*Task prompt*: Look below for the line containing "pub use crate::hub::HubError;"; from there through the line containing "head, timeout, reset)", both lines included, please set down each line exactly and nothing else.
Data section Block Start
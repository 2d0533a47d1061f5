//! Error types
//!
//! A single crate-level [`Error`] wraps the per-concern error kinds so callers
//! can use `?` across encoding, hub and transport operations.

use std::fmt;
use std::io;

pub use crate::hub::HubError;

/// Result type used throughout the crate
pub type Result<T> = std::result::Result<T, Error>;

/// Top-level error
#[derive(Debug)]
pub enum Error {
    /// Socket or sink I/O failure
    Io(io::Error),
    /// HTTP connection failed (bad request head, timeout, reset)
    Http(hyper::Error),
    /// Payload could not be turned into a frame
    Encoding(EncodingError),
    /// Transport cannot carry an event stream
    Transport(TransportError),
    /// Hub is no longer accepting work
    Hub(HubError),
}

impl fmt::Display for Error {
    fn fmt(&self, f: &mut fmt::Formatter<'_>) -> fmt::Result {
        match self {
            Error::Io(e) => write!(f, "I/O error: {}", e),
            Error::Http(e) => write!(f, "HTTP error: {}", e),
            Error::Encoding(e) => write!(f, "Encoding error: {}", e),
            Error::Transport(e) => write!(f, "Transport error: {}", e),
            Error::Hub(e) => write!(f, "Hub error: {}", e),
        }
    }
}

impl std::error::Error for Error {
    fn source(&self) -> Option<&(dyn std::error::Error + 'static)> {
        match self {
            Error::Io(e) => Some(e),
            Error::Http(e) => Some(e),
            Error::Encoding(e) => Some(e),
            Error::Transport(e) => Some(e),
            Error::Hub(e) => Some(e),
        }
    }
}

impl From<io::Error> for Error {
    fn from(e: io::Error) -> Self {
        Error::Io(e)
    }
}

impl From<hyper::Error> for Error {
    fn from(e: hyper::Error) -> Self {
        Error::Http(e)
    }
}

impl From<EncodingError> for Error {
    fn from(e: EncodingError) -> Self {
        Error::Encoding(e)
    }
}

impl From<TransportError> for Error {
    fn from(e: TransportError) -> Self {
        Error::Transport(e)
    }
}

impl From<HubError> for Error {
    fn from(e: HubError) -> Self {
        Error::Hub(e)
    }
}

/// Structured payload is not representable as JSON text
#[derive(Debug)]
pub enum EncodingError {
    /// Serializer rejected the value
    Json(serde_json::Error),
    /// Value contains NaN or an infinity
    NonFiniteNumber(f64),
}

impl fmt::Display for EncodingError {
    fn fmt(&self, f: &mut fmt::Formatter<'_>) -> fmt::Result {
        match self {
            EncodingError::Json(e) => write!(f, "{}", e),
            EncodingError::NonFiniteNumber(v) => {
                write!(f, "{} cannot be represented in JSON", v)
            }
        }
    }
}

impl std::error::Error for EncodingError {
    fn source(&self) -> Option<&(dyn std::error::Error + 'static)> {
        match self {
            EncodingError::Json(e) => Some(e),
            EncodingError::NonFiniteNumber(_) => None,
        }
    }
}

impl From<serde_json::Error> for EncodingError {
    fn from(e: serde_json::Error) -> Self {
        EncodingError::Json(e)
    }
}

/// Subscription request cannot be served as an event stream
#[derive(Debug, Clone, PartialEq, Eq)]
pub enum TransportError {
    /// Response sink cannot force partial output onto the wire
    FlushUnsupported,
    /// No way to observe the peer going away
    DisconnectUnsupported,
}

impl TransportError {
    /// HTTP status code used when rejecting the request
    pub fn status(&self) -> u16 {
        match self {
            TransportError::FlushUnsupported | TransportError::DisconnectUnsupported => 501,
        }
    }
}

impl fmt::Display for TransportError {
    fn fmt(&self, f: &mut fmt::Formatter<'_>) -> fmt::Result {
        match self {
            TransportError::FlushUnsupported => write!(f, "Flushing not supported"),
            TransportError::DisconnectUnsupported => {
                write!(f, "Disconnect detection not supported")
            }
        }
    }
}

impl std::error::Error for TransportError {}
Data section Block End
*Completed task*:
pub use crate::hub::HubError;

/// Result type used throughout the crate
pub type Result<T> = std::result::Result<T, Error>;

/// Top-level error
#[derive(Debug)]
pub enum Error {
    /// Socket or sink I/O failure
    Io(io::Error),
    /// HTTP connection failed (bad request head, timeout, reset)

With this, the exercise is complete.